Cost: General admission day tours start at $18 for adults.
Location: 770 Las Vegas Blvd. N. (neonmuseum.org).
National Atomic Testing Museum
What better way to spend a broiling afternoon than studying the history of thermonuclear detonation? This Smithsonian offshoot collects the lore and mementos of the days when mushroom clouds were visible from the casino rooftops, and the days when underground testing rattled the ice in a gambler’s drink. They blew up an ungodly number of bombs in Nevada, and the lore and leftovers of this thunderous era is all here, meticulously explained. Pose by an enormous H-bomb! Back away with newfound worries from the clicking Geiger counters! See the elements of bomb-test culture you never imagined existed — the patches, the jokey certificates of achievement, the varying styles of dosimeter that told you if, and when, your goose was nuked.
The highlight: Ground Zero Theater. It’s one thing to look at inscrutable scientific artifacts and pictures of guys standing around the desert pointing at things. It’s another to feel the power of an atomic detonation. The theater is a raw concrete bunker with three rows of benches.

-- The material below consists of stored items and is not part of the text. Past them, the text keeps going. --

//! `folio daemon`: content daemon lifecycle.

use anyhow::{Context, Result};
use clap::Subcommand;

use folio_core::config;
use folio_daemon::paths::socket_path;
use folio_daemon::{request_status, request_stop, start_blocking, DaemonError};

use super::print_json;

#[derive(Subcommand, Debug)]
pub enum DaemonCommand {
    /// Run the daemon in the foreground (writer queue + socket server).
    Start,
    /// Request graceful daemon shutdown over the Unix socket.
    Stop,
    /// Query daemon runtime status over the Unix socket.
    Status,
}

pub fn run(command: DaemonCommand) -> Result<()> {
    let home = config::home().context("could not determine home directory")?;

    match command {
        DaemonCommand::Start => {
            start_blocking(&home).context("daemon exited with error")?;
        }
        DaemonCommand::Stop => match request_stop(&home) {
            Ok(()) => println!("daemon stop requested"),
            Err(DaemonError::DaemonNotRunning { .. }) => {
                println!("daemon is not running");
            }
            Err(err) => return Err(err).context("failed to stop daemon"),
        },
        DaemonCommand::Status => match request_status(&home) {
            Ok(status) => print_json(&status)?,
            Err(DaemonError::DaemonNotRunning { .. }) => {
                print_json(&serde_json::json!({
                    "running": false,
                    "socket": socket_path(&home).display().to_string(),
                }))?;
            }
            Err(err) => return Err(err).context("failed to query daemon status"),
        },
    }

    Ok(())
}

The countdown begins; there’s a blinding flash on the screen, and then gen-u-wine Sensurround rumbles your buttocks while blasts of air buffet your face.
The rest of the film interviews the scientists who worked on testing — a short and respectful account of a culture outsiders never saw. If that doesn’t slake your thirst for small documentaries made up of faded film of guys in 1970s hairstyles, the Grain Silo Theater has two short films on aspects of the nuclear program few people know about — the successful Nuclear Mars Rocket Engine, among others.
It’s not all Instruments of Destruction — you get a sense of the impressive technical accomplishments the nuclear program required. You also get the sense that the end of testing meant the end of the weapons, and this is like a Moon shot museum. If only.
Cost: $22 for adults.
Location: 755 E. Flamingo Road (nationalatomictestingmuseum.org).